Stakeholder Interview Guideline

Why is conducting interviews important?

Stakeholder interviews are an essential part of IGEM, particularly the Human Practices and Ethics side of things. By speaking to real people who have worked in the field of your project and are directly affected by the issues your project will address, you can gain a deeper understanding of the needs you need to meet in order for your project to truly make a difference. Speaking to these people will only further humanise the issues you're trying to overcome, further inspiring your team. It will also help aid the direction of your project with ideal pathways to go down and ensure your project stays grounded in the reality of your target audience. This is a good opportunity to give voices in synthetic biology to a diverse audience, this can be particularly notable as synthetic biology is not a highly accessible field and you can use your platform to uplift the voices of vulnerable groups. (This guide principally reflects end users of your project, not experts who will give scientific clarification of your project, who you also need separately as stakeholders.)

Guideline:

  1. Identify the target audience of stakeholders that you need primary input from. These will be your end users and may fall into multiple categories: e.g., for a diagnostic test, you'll have the patients who will use the test and the healthcare workers who will conduct it.
  2. Select a diverse line up of stakeholders who reflect the final users of your project, e.g., if you intend for your project to be used internationally, you need to get stakeholders from different countries, or if you have a specific implementation plan in a certain country, you must find stakeholders from there (or individuals with expert knowledge of the issues regarding your project in said country).
  3. From there, you must decide when to conduct formal vs informal interviews. Formal interviews will generally be taken with utmost focus, being recorded and transcribed whilst informal interviews can be more conversational with general questions to prompt helpful information from stakeholders.
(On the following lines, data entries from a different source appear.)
use std::{
    path::Path,
    sync::{
        Arc,
        atomic::{AtomicU64, AtomicUsize, Ordering},
    },
};

use world_ngin::{
    data_structures::model::MeshVertex,
    render::{DrawParams, GraphicsBackend, MeshHandle, TextureHandle},
};

/// Backend that only counts what passes through it.
#[derive(Default)]
pub struct CountingBackend {
    next_id: AtomicU64,
    mesh_uploads: AtomicUsize,
    mesh_frees: AtomicUsize,
    texture_uploads: AtomicUsize,
    texture_frees: AtomicUsize,
    draws: AtomicUsize,
}

impl CountingBackend {
    pub fn new() -> Arc<Self> {
        Arc::new(Self::default())
    }

    pub fn mesh_uploads(&self) -> usize {
        self.mesh_uploads.load(Ordering::SeqCst)
    }

    pub fn live_meshes(&self) -> usize {
        self.mesh_uploads() - self.mesh_frees.load(Ordering::SeqCst)
    }

    pub fn texture_uploads(&self) -> usize {
        self.texture_uploads.load(Ordering::SeqCst)
    }

    pub fn live_textures(&self) -> usize {
        self.texture_uploads() - self.texture_frees.load(Ordering::SeqCst)
    }

    pub fn draws(&self) -> usize {
        self.draws.load(Ordering::SeqCst)
    }
}

impl GraphicsBackend for CountingBackend {
    fn upload_mesh(&self, _: &[MeshVertex], _: &[u32], _: bool) -> MeshHandle {
        self.mesh_uploads.fetch_add(1, Ordering::SeqCst);
        MeshHandle(self.next_id.fetch_add(1, Ordering::SeqCst))
    }

    fn draw_mesh(&self, _: MeshHandle, _: &DrawParams) {
        self.draws.fetch_add(1, Ordering::SeqCst);
    }

    fn free_mesh(&self, _: MeshHandle) {
        self.mesh_frees.fetch_add(1, Ordering::SeqCst);
    }

    fn upload_texture(&self, _: u32, _: u32, _: &[u8]) -> TextureHandle {
        self.texture_uploads.fetch_add(1, Ordering::SeqCst);
        TextureHandle(self.next_id.fetch_add(1, Ordering::SeqCst))
    }

    fn free_texture(&self, _: TextureHandle) {
        self.texture_frees.fetch_add(1, Ordering::SeqCst);
    }
}

/// Writes `contents` to `root/relative`, creating parent directories.
pub fn write_fixture(root: &Path, relative: &str, contents: impl AsRef<[u8]>) {
    let path = root.join(relative);
    if let Some(parent) = path.parent() {
        std::fs::create_dir_all(parent).unwrap();
    }
    std::fs::write(path, contents).unwrap();
}

pub const QUAD_OBJ: &str = "\
o quad
v -1 0 -1
v 1 0 -1
v 1 0 1
v -1 0 1
vt 0 0
vt 1 0
vt 1 1
vt 0 1
vn 0 1 0
f 1/1/1 2/2/1 3/3/1 4/4/1
";

/// Two environments connected both ways: the forest portal leads to the
/// cabin's "door" spawn point, the cabin portal back to the forest default.
pub fn write_demo_world(root: &Path) {
    write_fixture(root, "models/quad.obj", QUAD_OBJ);
    write_fixture(
        root,
        "worlds/demo_world.json",
        r#"{
            "id": "demo",
            "name": "Demo World",
            "startEnvironment": "forest",
            "environments": ["forest.json", "cabin.json", "missing.json"]
        }"#,
    );
    write_fixture(
        root,
        "worlds/forest.json",
        r#"{
            "id": "forest",
            "name": "Forest",
            "type": "outdoor",
            "bounds": {"width": 50, "height": 20, "depth": 50},
            "spawnPoint": {"x": 0, "y": 1, "z": 8},
            "objects": [
                {"id": "tree_1", "type": "static", "subtype": "tree", "model": "cylinder"},
                {"id": "sign", "type": "static", "subtype": "sign", "modelPath": "models/quad.obj"},
                {"id": "deer", "type": "actor", "subtype": "creature", "model": "sphere",
                 "transform": {"position": {"x": 10, "y": 0, "z": 10}}}
            ],
            "portals": [
                {"id": "to_cabin", "name": "Cabin Door", "targetEnvironmentId": "cabin",
                 "targetSpawnPoint": "door", "transform": {"position": {"x": 0, "y": 1, "z": 0}}}
            ]
        }"#,
    );
    write_fixture(
        root,
        "worlds/cabin.json",
        r#"{
            "id": "cabin",
            "name": "Cabin",
            "type": "indoor",
            "hasCeiling": true,
            "ambientLight": 0.4,
            "spawnPoints": {"door": {"x": 2, "y": 1, "z": 2}},
            "objects": [
                {"id": "chest", "type": "container", "items": ["key", "map"]}
            ],
            "portals": [
                {"id": "to_forest", "targetEnvironmentId": "forest",
                 "transform": {"position": {"x": 2, "y": 1, "z": 2}}}
            ]
        }"#,
    );
}
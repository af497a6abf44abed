//! Wavefront OBJ parsing.
//!
//! Only geometry is read: `v`, `vt`, `vn`, `f` and the `o`/`g` grouping
//! statements. Material statements are recognised and skipped, everything else
//! is ignored. Malformed lines are logged with their line number and dropped;
//! they never abort the whole file.
//!
//! Vertices are emitted per face corner (three per triangle) with sequential
//! indices, so every mesh can be drawn with a plain index buffer.

use std::io::BufRead;

use cgmath::{InnerSpace, Vector3};

use crate::data_structures::model::{Aabb, MeshData, MeshVertex};

/// CPU side result of parsing an OBJ file: one [`MeshData`] per non-empty
/// object or group, plus the bounds of every emitted vertex.
#[derive(Clone, Debug)]
pub struct ParsedModel {
    pub name: String,
    pub meshes: Vec<MeshData>,
    pub bounds: Aabb,
}

/// One resolved face corner. Indices are zero based and already range checked
/// for positions; texture and normal indices are checked when used.
#[derive(Clone, Copy, Debug)]
struct Corner {
    position: usize,
    tex: Option<usize>,
    normal: Option<usize>,
}

#[derive(Debug)]
struct Group {
    name: String,
    triangles: Vec<[Corner; 3]>,
}

impl Group {
    fn new(name: &str) -> Self {
        Self {
            name: name.to_string(),
            triangles: Vec::new(),
        }
    }
}

#[derive(Default)]
struct Attributes {
    positions: Vec<[f32; 3]>,
    tex_coords: Vec<[f32; 2]>,
    normals: Vec<[f32; 3]>,
}

/// Model name derived from a path: the file name without its extension.
pub fn model_name(path: &str) -> &str {
    let file_name = path.rsplit(['/', '\\']).next().unwrap_or(path);
    match file_name.rfind('.') {
        Some(dot) if dot > 0 => &file_name[..dot],
        _ => file_name,
    }
}

/// Parses OBJ text. Returns `None` when the input holds no faces at all, or
/// when reading fails part way. Bytes that are not valid UTF-8 are replaced.
pub fn parse<R: BufRead>(mut reader: R, source_name: &str) -> Option<ParsedModel> {
    let mut attributes = Attributes::default();
    let mut groups = Vec::new();
    let mut current = Group::new("default");

    let mut buffer = Vec::new();
    let mut line_number = 0;
    loop {
        buffer.clear();
        line_number += 1;
        match reader.read_until(b'\n', &mut buffer) {
            Ok(0) => break,
            Ok(_) => (),
            Err(e) => {
                log::warn!("Failed to read {} at line {}: {}", source_name, line_number, e);
                return None;
            }
        }
        // invalid UTF-8 is replaced, not rejected
        let decoded = String::from_utf8_lossy(&buffer);
        let line = decoded.trim();
        if line.is_empty() || line.starts_with('#') {
            continue;
        }

        let mut tokens = line.split_whitespace();
        let Some(keyword) = tokens.next() else {
            continue;
        };
        let args: Vec<&str> = tokens.collect();

        match keyword {
            "v" => match parse_floats::<3>(&args) {
                Some(position) => attributes.positions.push(position),
                None => log::warn!("{}:{}: malformed vertex: {}", source_name, line_number, line),
            },
            "vt" => match parse_floats::<2>(&args) {
                Some(tex) => attributes.tex_coords.push(tex),
                None => log::warn!(
                    "{}:{}: malformed texture coordinate: {}",
                    source_name,
                    line_number,
                    line
                ),
            },
            "vn" => match parse_floats::<3>(&args) {
                Some(normal) => attributes.normals.push(normalize(normal)),
                None => log::warn!("{}:{}: malformed normal: {}", source_name, line_number, line),
            },
            "f" => parse_face(&args, &attributes, &mut current, source_name, line_number),
            "o" | "g" => {
                if let Some(name) = args.first() {
                    let next = Group::new(name);
                    let finished = std::mem::replace(&mut current, next);
                    if !finished.triangles.is_empty() {
                        groups.push(finished);
                    }
                    log::debug!("New object/group: {}", name);
                }
            }
            "mtllib" | "usemtl" => {
                if let Some(name) = args.first() {
                    log::debug!("Ignoring material statement {} {}", keyword, name);
                }
            }
            "s" => (),
            other => log::trace!("Ignoring OBJ directive: {}", other),
        }
    }
    if !current.triangles.is_empty() {
        groups.push(current);
    }

    if groups.is_empty() {
        log::warn!("No mesh data found in OBJ file: {}", source_name);
        return None;
    }

    let mut bounds = Aabb::empty();
    let meshes: Vec<MeshData> = groups
        .iter()
        .map(|group| build_mesh(group, &attributes, &mut bounds))
        .collect();

    let name = model_name(source_name).to_string();
    log::info!("Loaded OBJ model '{}' with {} mesh(es)", name, meshes.len());
    Some(ParsedModel {
        name,
        meshes,
        bounds,
    })
}

/// Parses the first `N` arguments as floats. Extra arguments (such as the
/// optional `w` component) are ignored.
fn parse_floats<const N: usize>(args: &[&str]) -> Option<[f32; N]> {
    if args.len() < N {
        return None;
    }
    let mut out = [0.0; N];
    for (slot, arg) in out.iter_mut().zip(args) {
        *slot = arg.parse().ok()?;
    }
    Some(out)
}

fn normalize(v: [f32; 3]) -> [f32; 3] {
    let v: Vector3<f32> = v.into();
    if v.magnitude2() == 0.0 {
        return v.into();
    }
    v.normalize().into()
}

/// Resolves a 1-based OBJ index (negative counts back from the end) against a
/// list of `len` elements. Zero and out-of-range indices resolve to `None`.
fn resolve_index(raw: i64, len: usize) -> Option<usize> {
    let resolved = if raw < 0 { len as i64 + raw } else { raw - 1 };
    (0..len as i64)
        .contains(&resolved)
        .then_some(resolved as usize)
}

/// Parses one `pos[/tex][/normal]` face corner.
///
/// `Err` means the token itself is malformed. `Ok(None)` means the position
/// index does not name a known vertex, so the corner is dropped.
fn parse_corner(
    token: &str,
    attributes: &Attributes,
) -> Result<Option<Corner>, std::num::ParseIntError> {
    let mut parts = token.split('/');
    let position = parts.next().unwrap_or("").parse::<i64>()?;

    let mut optional = |len: usize| -> Result<Option<usize>, std::num::ParseIntError> {
        match parts.next() {
            Some(part) if !part.is_empty() => Ok(resolve_index(part.parse()?, len)),
            _ => Ok(None),
        }
    };
    let tex = optional(attributes.tex_coords.len())?;
    let normal = optional(attributes.normals.len())?;

    Ok(resolve_index(position, attributes.positions.len()).map(|position| Corner {
        position,
        tex,
        normal,
    }))
}

fn parse_face(
    args: &[&str],
    attributes: &Attributes,
    group: &mut Group,
    source_name: &str,
    line_number: usize,
) {
    if args.len() < 3 {
        log::warn!("{}:{}: face with less than 3 vertices", source_name, line_number);
        return;
    }

    let mut corners = Vec::with_capacity(args.len());
    for token in args {
        match parse_corner(token, attributes) {
            Ok(Some(corner)) => corners.push(corner),
            Ok(None) => log::warn!(
                "{}:{}: face index out of range: {}",
                source_name,
                line_number,
                token
            ),
            Err(e) => {
                log::warn!(
                    "{}:{}: malformed face vertex {}: {}",
                    source_name,
                    line_number,
                    token,
                    e
                );
                return;
            }
        }
    }

    if corners.len() < 3 {
        log::warn!("{}:{}: face has less than 3 usable vertices", source_name, line_number);
        return;
    }
    // fan around the first corner
    for i in 1..corners.len() - 1 {
        group.triangles.push([corners[0], corners[i], corners[i + 1]]);
    }
}

fn face_normal(a: [f32; 3], b: [f32; 3], c: [f32; 3]) -> [f32; 3] {
    let a: Vector3<f32> = a.into();
    let b: Vector3<f32> = b.into();
    let c: Vector3<f32> = c.into();
    let n = (b - a).cross(c - a);
    if n.magnitude2() <= f32::EPSILON * f32::EPSILON {
        return MeshVertex::UP;
    }
    n.normalize().into()
}

fn build_mesh(group: &Group, attributes: &Attributes, bounds: &mut Aabb) -> MeshData {
    let mut vertices = Vec::with_capacity(group.triangles.len() * 3);
    let mut all_textured = true;

    for triangle in &group.triangles {
        let positions = triangle.map(|corner| attributes.positions[corner.position]);
        let needs_face_normal = triangle
            .iter()
            .any(|corner| corner.normal.is_none());
        let flat = needs_face_normal.then(|| face_normal(positions[0], positions[1], positions[2]));

        for (corner, position) in triangle.iter().zip(positions) {
            bounds.include(position);
            let normal = corner
                .normal
                .map(|n| attributes.normals[n])
                .or(flat)
                .unwrap_or(MeshVertex::UP);
            let tex_coords = match corner.tex.map(|t| attributes.tex_coords[t]) {
                // OBJ puts v = 0 at the bottom, wgpu samples from the top
                Some([u, v]) => [u, 1.0 - v],
                None => {
                    all_textured = false;
                    [0.0, 0.0]
                }
            };
            vertices.push(MeshVertex {
                position,
                color: MeshVertex::WHITE,
                normal,
                tex_coords,
            });
        }
    }

    let indices = (0..vertices.len() as u32).collect();
    MeshData {
        name: group.name.clone(),
        vertices,
        indices,
        has_tex_coords: all_textured,
    }
}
Informal vs formal interviews will be largely determined by personal situations with stakeholders' proximity to the issue you are investigating and their preferences of sharing information but aim to ensure you have formal interviews with potential end-users of your project.
  4. Prepare a list of questions for each category of stakeholders, e.g., for the category of infectious diseases: patients, healthcare workers, etc. Ensure the questions you ask will result in answers you can use to directly implement changes into your project. Ask for consent from stakeholders and inform them, being transparent with individual stakeholders about how their interviews will be used.
  5. For formal interviews, record and transcribe the meetings, deleting these files at a later agreed upon date when the write up is complete.
  6. Write up the results of your interviews: include a basic summary of the stakeholder account, the key things you learnt from it and how you will use these findings to improve and inform your project moving forward.